TLDR
- Bernstein reaffirmed a Buy rating on NVDA with a $300 price target, calling the upcoming Vera Rubin platform “a monster”
- Vera Rubin is set to ship in H2 2026, delivering 5x more inference performance and 3.5x more training performance than current models
- NVDA stock ticked up 0.5% on Friday; the stock opened at $199.88 with a market cap of $4.86 trillion
- Q4 results beat estimates — EPS of $1.62 vs $1.54 expected; revenue of $68.13B vs $65.56B expected, up 73.2% year-over-year
- Wall Street consensus sits at Strong Buy — 4 Strong Buy, 48 Buy, 2 Hold — with an average price target of $275.25
Bernstein analyst David Dai kept his Buy rating on Nvidia (NVDA) on Friday, setting a $300 price target and pointing to the company’s upcoming Vera Rubin chip platform as the next big leap in AI hardware.
The stock ticked up 0.5% in early trading following the note.
Dai described Vera Rubin as “a monster,” saying it will deliver 5x more inference performance and 3.5x more training performance compared to current chips. What makes those numbers stand out is that the gains come with only 1.6x more transistors — meaning Nvidia’s engineers are squeezing far more out of each chip generation.
Vera Rubin is on track to begin shipping in the second half of 2026.
NVDA opened at $199.88 on Friday. The stock has a 52-week range of $95.04 to $212.19 and sits well above both its 50-day moving average of $183.04 and its 200-day moving average of $184.87. It recently posted a golden cross — a technical signal where the 50-day moves above the 200-day — which tends to attract momentum traders.
Valuation and Earnings Picture
Despite the stock’s run, Bernstein argues the valuation still looks cheap relative to growth.
The firm pointed to a PEG ratio of 0.77, well below the sector average. At roughly 15x projected 2027 earnings — versus a sector average of around 20x — Dai said the stock “appears very attractive.”

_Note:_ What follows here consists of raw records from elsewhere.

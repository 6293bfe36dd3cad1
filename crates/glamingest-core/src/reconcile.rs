//! Create-or-update decision from existing graph matches.

use std::collections::BTreeSet;
use std::fmt;

/// Sentinel rendered as the subject when more than one item matches.
pub const AMBIGUOUS_SENTINEL: &str = "TOOMANY";
/// Subject that refers to the item created by the preceding `CREATE`.
pub const CREATED_PLACEHOLDER: &str = "LAST";

#[derive(Debug, Clone, PartialEq, Eq)]
pub enum ReconciliationSubject {
    Create,
    UpdateSingle(String),
    /// More than one existing item; statements are still generated for
    /// manual review but carry the sentinel subject.
    Ambiguous(usize),
}

impl ReconciliationSubject {
    /// Subject string written in front of each statement.
    pub fn statement_subject(&self) -> &str {
        match self {
            ReconciliationSubject::Create => CREATED_PLACEHOLDER,
            ReconciliationSubject::UpdateSingle(id) => id,
            ReconciliationSubject::Ambiguous(_) => AMBIGUOUS_SENTINEL,
        }
    }

    pub fn is_create(&self) -> bool {
        matches!(self, ReconciliationSubject::Create)
    }
}

impl fmt::Display for ReconciliationSubject {
    fn fmt(&self, f: &mut fmt::Formatter<'_>) -> fmt::Result {
        match self {
            ReconciliationSubject::Create => write!(f, "create"),
            ReconciliationSubject::UpdateSingle(id) => write!(f, "update {id}"),
            ReconciliationSubject::Ambiguous(n) => write!(f, "ambiguous ({n} items)"),
        }
    }
}

#[derive(Debug, Clone, PartialEq, Eq)]
pub struct Decision {
    pub subject: ReconciliationSubject,
    pub diagnostic: String,
}

/// Deduplicated set of existing item ids carrying the same external id.
///
/// Ordered so that anything derived from it is reproducible.
#[derive(Debug, Clone, Default, PartialEq, Eq)]
pub struct GraphMatches(BTreeSet<String>);

impl GraphMatches {
    pub fn new<I, S>(ids: I) -> Self
    where
        I: IntoIterator<Item = S>,
        S: Into<String>,
    {
        Self(
            ids.into_iter()
                .map(|id| {
                    let id: String = id.into();
                    id.trim().to_string()
                })
                .filter(|id| !id.is_empty())
                .collect(),
        )
    }

    pub fn len(&self) -> usize {
        self.0.len()
    }

    pub fn is_empty(&self) -> bool {
        self.0.is_empty()
    }

    pub fn iter(&self) -> impl Iterator<Item = &str> {
        self.0.iter().map(String::as_str)
    }
}

impl<S: Into<String>> FromIterator<S> for GraphMatches {
    fn from_iter<I: IntoIterator<Item = S>>(iter: I) -> Self {
        Self::new(iter)
    }
}

pub fn decide(matches: &GraphMatches) -> Decision {
    let mut ids = matches.iter();
    match (ids.next(), matches.len()) {
        (None, _) => Decision {
            subject: ReconciliationSubject::Create,
            diagnostic: "cleared for creation: no existing items carry this object ID".to_string(),
        },
        (Some(id), 1) => Decision {
            subject: ReconciliationSubject::UpdateSingle(id.to_string()),
            diagnostic: format!("exact match: {id}"),
        },
        (Some(_), n) => Decision {
            subject: ReconciliationSubject::Ambiguous(n),
            diagnostic: format!("warning: multiple existing items ({n})"),
        },
    }
}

The path to that valuation runs through a $12-plus calendar year 2027 EPS estimate, which Bernstein now calls “very plausible.” The firm’s implied revenue forecast of ~$500 billion for 2027 already exceeds the Street consensus of ~$438 billion.
Nvidia’s last quarterly report backed that confidence. The company posted Q4 EPS of $1.62, beating the $1.54 consensus by $0.08. Revenue came in at $68.13 billion against expectations of $65.56 billion — a 73.2% jump year-over-year. Net margin was 55.6% and return on equity hit 97.37%.
Demand and Institutional Positioning
Bernstein’s note was direct about the demand picture: “zero signs of slowing.”
Orders already stretch into 2027, underpinned by supply commitments from major cloud providers. The strong GB300 ramp heading into the Vera Rubin launch leads Bernstein to expect 2026 to be “a very good year” for the company.
Institutional investors hold roughly 65.3% of NVDA. Several funds added to their positions in Q4, including Brighton Jones LLC (+12.4%) and Hudson Value Partners LLC (+30.7%).
On the insider side, CFO Colette Kress sold 42,650 shares at an average of $174.89 on March 20th, a 4.62% reduction in her holding. Director Aarti S. Shah sold 19,000 shares at $176.71, cutting her stake by 34.54%. Total insider sales over the past 90 days came to around $207 million.
The Wall Street consensus across all analysts stands at Strong Buy — 4 Strong Buy, 48 Buy, 2 Hold — with an average price target of $275.25, implying roughly 38% upside from current levels.